> **Dataset records**:
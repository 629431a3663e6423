//! The background sampler: snapshots per-scope totals every 100 ms and
//! appends timestamped records to the trace stream.

use std::env;
use std::fmt::Write as _;
use std::io;
use std::path::{Path, PathBuf};
use std::sync::{Arc, Condvar, Mutex};
use std::thread;
use std::time::{Duration, Instant};

use rand::distr::Alphanumeric;
use rand::Rng;

use crate::guard::RecursionGuard;
use crate::output::TraceWriter;
use crate::table::AllocationTable;
use crate::ERR_POISONED_LOCK;

pub(crate) const SAMPLE_INTERVAL: Duration = Duration::from_millis(100);

struct StopSignal {
    stopped: Mutex<bool>,
    condvar: Condvar,
}

/// Handle to the sampling thread.  `stop` signals the thread, which writes
/// one final record, closes the trace and prints the plotter command, then
/// joins it.
pub(crate) struct Sampler {
    signal: Arc<StopSignal>,
    thread: Option<thread::JoinHandle<()>>,
}

impl Sampler {
    /// Spawn the sampler against `table`.  `plot_script` is the resolved
    /// path of the external timeline plotter, echoed on stdout when
    /// sampling stops.  A spawn failure leaves the tracker running without
    /// a trace, which the caller logs.
    pub(crate) fn start(
        table: &'static AllocationTable,
        plot_script: PathBuf,
    ) -> io::Result<Sampler> {
        let signal = Arc::new(StopSignal {
            stopped: Mutex::new(false),
            condvar: Condvar::new(),
        });
        let thread_signal = Arc::clone(&signal);
        let thread = thread::Builder::new()
            .name("mem-scope-sampler".into())
            .spawn(move || {
                // Everything this thread allocates (snapshot copies, record
                // strings, gzip buffers) stays out of the table.
                RecursionGuard::pin_current_thread();
                if let Err(err) = run(table, &thread_signal, &plot_script) {
                    crate::logger().log(format_args!("sampler stopped working: {err}"));
                }
            })?;
        Ok(Sampler {
            signal,
            thread: Some(thread),
        })
    }

    pub(crate) fn stop(mut self) {
        *self.signal.stopped.lock().expect(ERR_POISONED_LOCK) = true;
        self.signal.condvar.notify_all();
        if let Some(thread) = self.thread.take() {
            let _ = thread.join();
        }
    }
}

fn output_path() -> PathBuf {
    match env::var("MEMSCOPETRACK_OUTFILE") {
        Ok(path) => PathBuf::from(path),
        Err(_) => {
            let suffix: String = rand::rng()
                .sample_iter(Alphanumeric)
                .take(10)
                .map(char::from)
                .collect();
            PathBuf::from(format!("mem-scope-track.{suffix}.gz"))
        }
    }
}

fn run(table: &AllocationTable, signal: &StopSignal, plot_script: &Path) -> io::Result<()> {
    let path = output_path();
    let mut trace = TraceWriter::create(&path)?;
    let started = Instant::now();

    write_record(&mut trace, table, started)?;
    loop {
        let pending = signal.stopped.lock().expect(ERR_POISONED_LOCK);
        // Sleep out the interval, waking early only on a stop request.
        let (pending, _timed_out) = signal
            .condvar
            .wait_timeout_while(pending, SAMPLE_INTERVAL, |stopped| !*stopped)
            .expect(ERR_POISONED_LOCK);
        let stopped = *pending;
        drop(pending);

        write_record(&mut trace, table, started)?;
        if stopped {
            break;
        }
    }
    trace.flush()?;
    drop(trace);

    // Hand the user the exact plotter invocation instead of running it.
    println!("python {} {}", plot_script.display(), path.display());
    Ok(())
}

// One record: a `---<microseconds>` delimiter line stamped after the
// snapshot copy is taken, then one `scope|bytes` line per known scope.
fn write_record(
    trace: &mut TraceWriter,
    table: &AllocationTable,
    started: Instant,
) -> io::Result<()> {
    let extents = table.extents();
    let stamp = started.elapsed().as_micros();
    let mut record = format!("---{stamp}\n");
    for (scope, bytes) in &extents {
        let _ = writeln!(record, "{scope}|{bytes}");
    }
    trace.write_text(&record)
}

#[cfg(test)]
mod tests {
    use super::*;
    use flate2::read::GzDecoder;
    use std::collections::HashMap;
    use std::fs::{self, File};
    use std::io::Read;

    fn leaked_table() -> &'static AllocationTable {
        Box::leak(Box::new(AllocationTable::new()))
    }

    fn parse(trace: &str) -> Vec<(u128, HashMap<String, usize>)> {
        let mut records = Vec::new();
        for line in trace.lines() {
            if let Some(stamp) = line.strip_prefix("---") {
                records.push((stamp.parse().unwrap(), HashMap::new()));
            } else {
                let (scope, bytes) = line.split_once('|').unwrap();
                let (_, scopes) = records.last_mut().unwrap();
                scopes.insert(scope.to_string(), bytes.parse().unwrap());
            }
        }
        records
    }

    fn run_sampler_to(path: &Path, table: &'static AllocationTable, work: impl FnOnce()) {
        let _global = crate::testutil::global_state_lock();
        env::set_var("MEMSCOPETRACK_OUTFILE", path);
        let sampler = Sampler::start(table, PathBuf::from("timeline.py")).unwrap();
        work();
        sampler.stop();
        env::remove_var("MEMSCOPETRACK_OUTFILE");
    }

    #[test]
    fn records_reflect_table_state_and_timestamps_do_not_decrease() {
        let dir = tempfile::tempdir().unwrap();
        let path = dir.path().join("trace.txt");
        let table = leaked_table();

        run_sampler_to(&path, table, || {
            table.add(0x10, Arc::from("main"), 4);
            table.add(0x20, Arc::from("two"), 40);
            thread::sleep(SAMPLE_INTERVAL * 3);
            table.remove(0x10);
        });

        let records = parse(&fs::read_to_string(&path).unwrap());
        // Initial record plus at least a couple of interval samples and the
        // final one.
        assert!(records.len() >= 3);
        for pair in records.windows(2) {
            assert!(pair[0].0 <= pair[1].0);
        }
        let (_, last) = records.last().unwrap();
        assert_eq!(last.get("main"), Some(&0));
        assert_eq!(last.get("two"), Some(&40));
    }

    #[test]
    fn gz_path_produces_a_readable_compressed_trace() {
        let dir = tempfile::tempdir().unwrap();
        let path = dir.path().join("trace.gz");
        let table = leaked_table();

        run_sampler_to(&path, table, || {
            table.add(0x30, Arc::from("gz"), 8);
        });

        let mut text = String::new();
        GzDecoder::new(File::open(&path).unwrap())
            .read_to_string(&mut text)
            .unwrap();
        let records = parse(&text);
        assert!(!records.is_empty());
        let (_, last) = records.last().unwrap();
        assert_eq!(last.get("gz"), Some(&8));
    }

    #[test]
    fn immediate_stop_still_writes_initial_and_final_records() {
        let dir = tempfile::tempdir().unwrap();
        let path = dir.path().join("short.txt");
        let table = leaked_table();

        run_sampler_to(&path, table, || {});

        let records = parse(&fs::read_to_string(&path).unwrap());
        assert!(records.len() >= 2);
    }
}
//! `mem_scope_track` records how much live heap memory each annotated
//! *scope* of a program is holding, over time.  The program names the
//! current scope with a short string label; every heap allocation made
//! while that label is set is attributed to it, and the matching `free`
//! is subtracted from the scope that allocated the block.  A background
//! sampler snapshots the per-scope totals every 100 ms and appends them to
//! a timestamped trace file that an external plotter turns into a
//! timeline.
//!
//! Tracking works for programs in any compiled language: the companion
//! [`lib_mem_scope_track`] crate builds a dynamic library that interposes
//! `malloc`, `free` and `calloc` when loaded via `LD_PRELOAD`:
//!
//! ```bash
//! LD_PRELOAD=liblib_mem_scope_track.so ./my_program
//! ```
//!
//! The target program annotates phases by calling the exported
//! `mem_scope_track_set_scope` symbol (or [`set_scope`] from Rust):
//!
//! ```c
//! mem_scope_track_set_scope("parse");
//! /* ... allocations attributed to "parse" ... */
//! mem_scope_track_set_scope("");      /* stop attributing */
//! ```
//!
//! ## Output
//!
//! The trace lands in `mem-scope-track.<random>.gz` in the current
//! directory (override with `MEMSCOPETRACK_OUTFILE`; a name without the
//! `.gz` suffix writes plain text).  Each record is a `---<microseconds>`
//! delimiter line followed by one `scope|bytes` line per scope.  On clean
//! exit the library prints the `python .../timeline.py <trace>` command
//! that plots the file, and reports any scopes that still hold memory.
//!
//! Diagnostics (duplicate addresses, the unfreed-memory report) go to the
//! destination named by `MEMSCOPETRACK_LOGFILE`: `stdout`, `stderr`, or a
//! file path (`.gz` honored).  Leaving it unset discards them.
//!
//! ## Viewing traces
//!
//! Use the `mst_print` tool from this crate to inspect a trace without
//! plotting it, e.g.:
//!
//! ```bash
//! mst_print --file mem-scope-track.h3bQxp01Zk.gz
//! ```

use std::env;
use std::path::{Path, PathBuf};
use std::sync::atomic::{AtomicBool, AtomicU8, AtomicUsize, Ordering};
use std::sync::{Arc, Mutex};
use std::thread;

use libc::{c_void, size_t};
use once_cell::sync::Lazy;

mod bootstrap;
mod guard;
mod output;
mod sampler;
mod table;

use guard::RecursionGuard;
use output::Logger;
use sampler::Sampler;
use table::AllocationTable;

pub(crate) const ERR_POISONED_LOCK: &str = "a tracker lock was poisoned";

static TRACKING_ENABLED: AtomicBool = AtomicBool::new(false);

static TABLE: Lazy<AllocationTable> = Lazy::new(AllocationTable::new);
static LOGGER: Lazy<Logger> = Lazy::new(Logger::from_env);
static SAMPLER: Mutex<Option<Sampler>> = Mutex::new(None);

pub(crate) fn logger() -> &'static Logger {
    &LOGGER
}

const UNINITIALIZED: u8 = 0;
const INITIALIZING: u8 = 1;
const READY: u8 = 2;

static INIT_STATE: AtomicU8 = AtomicU8::new(UNINITIALIZED);
static INIT_THREAD: AtomicUsize = AtomicUsize::new(0);

/// Run one-time initialization if it has not happened yet.
///
/// Returns false only for the initializing thread's own nested calls:
/// resolving the real symbols can allocate through the dynamic linker, and
/// those allocations must pass straight through to whatever handles are
/// installed at that moment (the bootstrap `calloc` stub, in particular).
/// Any other thread arriving mid-initialization yields until it completes.
fn ensure_init() -> bool {
    match INIT_STATE.compare_exchange(
        UNINITIALIZED,
        INITIALIZING,
        Ordering::AcqRel,
        Ordering::Acquire,
    ) {
        Ok(_) => {
            INIT_THREAD.store(unsafe { libc::pthread_self() } as usize, Ordering::SeqCst);
            initialize();
            INIT_STATE.store(READY, Ordering::Release);
            true
        }
        Err(READY) => true,
        Err(_) => {
            if unsafe { libc::pthread_self() } as usize == INIT_THREAD.load(Ordering::SeqCst) {
                return false;
            }
            while INIT_STATE.load(Ordering::Acquire) != READY {
                thread::yield_now();
            }
            true
        }
    }
}

fn initialize() {
    bootstrap::install_bootstrap_calloc();
    bootstrap::resolve_real_handles();

    Lazy::force(&LOGGER);
    Lazy::force(&TABLE);

    // The plotter ships next to the preload library, so the script path
    // has to be derived before the variable is cleared.
    let plot_script = plot_script_path();

    match Sampler::start(&TABLE, plot_script) {
        Ok(sampler) => *SAMPLER.lock().expect(ERR_POISONED_LOCK) = Some(sampler),
        Err(err) => LOGGER.log(format_args!("cannot start the sampler: {err}")),
    }

    // Children spawned by the target program should run uninstrumented.
    env::remove_var("LD_PRELOAD");

    unsafe {
        libc::atexit(teardown);
    }

    TRACKING_ENABLED.store(true, Ordering::SeqCst);
}

fn plot_script_path() -> PathBuf {
    let Ok(preload) = env::var("LD_PRELOAD") else {
        bootstrap::fatal(b"mem_scope_track: LD_PRELOAD is not set\n");
    };
    // LD_PRELOAD may list several objects; pick the one this tracker was
    // loaded from.
    let entry = preload
        .split([':', ' '])
        .find(|entry| entry.contains("mem_scope_track"))
        .unwrap_or(preload.as_str());
    let dir = Path::new(entry).parent().unwrap_or(Path::new("."));
    dir.join("timeline.py")
}

extern "C" fn teardown() {
    // Everything intercepted from here on is a plain pass-through.
    TRACKING_ENABLED.store(false, Ordering::SeqCst);

    if let Some(sampler) = SAMPLER.lock().expect(ERR_POISONED_LOCK).take() {
        sampler.stop();
    }

    report_leaks(&LOGGER, &TABLE);

    TABLE.clear();
    LOGGER.shutdown();
}

fn report_leaks(logger: &Logger, table: &AllocationTable) {
    let leaked: Vec<_> = table
        .extents()
        .into_iter()
        .filter(|(_, bytes)| *bytes != 0)
        .collect();
    if leaked.is_empty() {
        return;
    }
    logger.log(format_args!("Unfreed memory:"));
    for (scope, bytes) in leaked {
        logger.log(format_args!("  {scope} - {bytes}"));
    }
}

/// Set the scope label that subsequent heap allocations are attributed to.
/// The empty string suspends attribution.
///
/// The label is process-wide.  Writes are deliberately not ordered against
/// concurrent allocations on other threads; an allocation racing with
/// `set_scope` lands in either the old or the new scope.
pub fn set_scope(label: &str) {
    let guard = RecursionGuard::enter();
    table::replace_scope(label);
    if guard.reentered() || !TRACKING_ENABLED.load(Ordering::Relaxed) {
        return;
    }
    // Register the label right away so the scope shows up in every later
    // sampler record, even if it never allocates.
    if !label.is_empty() {
        TABLE.declare_scope(Arc::from(label));
    }
}

/// Attribute `size` bytes at `addr` to the current scope.
///
/// This is the bookkeeping half of the interposed `malloc`/`calloc`; it is
/// public so embedders and tests can drive the table without going through
/// the allocator.  No-op while the current scope is empty, while tracking
/// is disabled, or on a nested call from the tracker's own bookkeeping.
pub fn track(addr: usize, size: usize) {
    let guard = RecursionGuard::enter();
    if guard.reentered() || !TRACKING_ENABLED.load(Ordering::Relaxed) {
        return;
    }
    let scope = table::current_scope();
    if scope.is_empty() {
        return;
    }
    if !TABLE.add(addr, scope, size) {
        LOGGER.log(format_args!("duplicate memory address {addr:#x}"));
    }
}

/// Subtract the allocation recorded at `addr` from its scope and drop the
/// record.  Unknown addresses are ignored; see [`track`].
pub fn release(addr: usize) {
    let guard = RecursionGuard::enter();
    if guard.reentered() || !TRACKING_ENABLED.load(Ordering::Relaxed) {
        return;
    }
    TABLE.remove(addr);
}

/// The interposer entry points behind the exported C symbols.
///
/// When the companion `lib_mem_scope_track` library is loaded with
/// `LD_PRELOAD`, its `malloc`/`free`/`calloc` exports forward here.
pub struct ScopeTracker;

impl ScopeTracker {
    /// # Safety
    ///
    /// Must only be called as the body of an interposed C `malloc`: it
    /// forwards to the host allocator's `malloc`.
    pub unsafe fn malloc(size: size_t) -> *mut c_void {
        if !ensure_init() {
            return bootstrap::real_malloc(size);
        }
        let ptr = bootstrap::real_malloc(size);
        track(ptr as usize, size as usize);
        ptr
    }

    /// # Safety
    ///
    /// Must only be called as the body of an interposed C `free`; `ptr`
    /// must be null or a pointer obtained from the interposed allocation
    /// entry points.
    pub unsafe fn free(ptr: *mut c_void) {
        if !ensure_init() {
            if !bootstrap::is_bootstrap_ptr(ptr) {
                bootstrap::real_free(ptr);
            }
            return;
        }
        release(ptr as usize);
        // Bootstrap memory is carved out of a static buffer; the host
        // allocator has never seen it.
        if bootstrap::is_bootstrap_ptr(ptr) {
            return;
        }
        bootstrap::real_free(ptr);
    }

    /// # Safety
    ///
    /// Must only be called as the body of an interposed C `calloc`: it
    /// forwards to the host allocator's `calloc` (or the bootstrap stub
    /// during initialization).
    pub unsafe fn calloc(nmemb: size_t, size: size_t) -> *mut c_void {
        if !ensure_init() {
            return bootstrap::real_calloc(nmemb, size);
        }
        let ptr = bootstrap::real_calloc(nmemb, size);
        if !ptr.is_null() {
            track(ptr as usize, (nmemb as usize).saturating_mul(size as usize));
        }
        ptr
    }
}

> **Task directions**: Each line above that has the word "microseconds" should be copied.

> **Answer section**:
// One record: a `---<microseconds>` delimiter line stamped after the
//! `.gz` suffix writes plain text).  Each record is a `---<microseconds>`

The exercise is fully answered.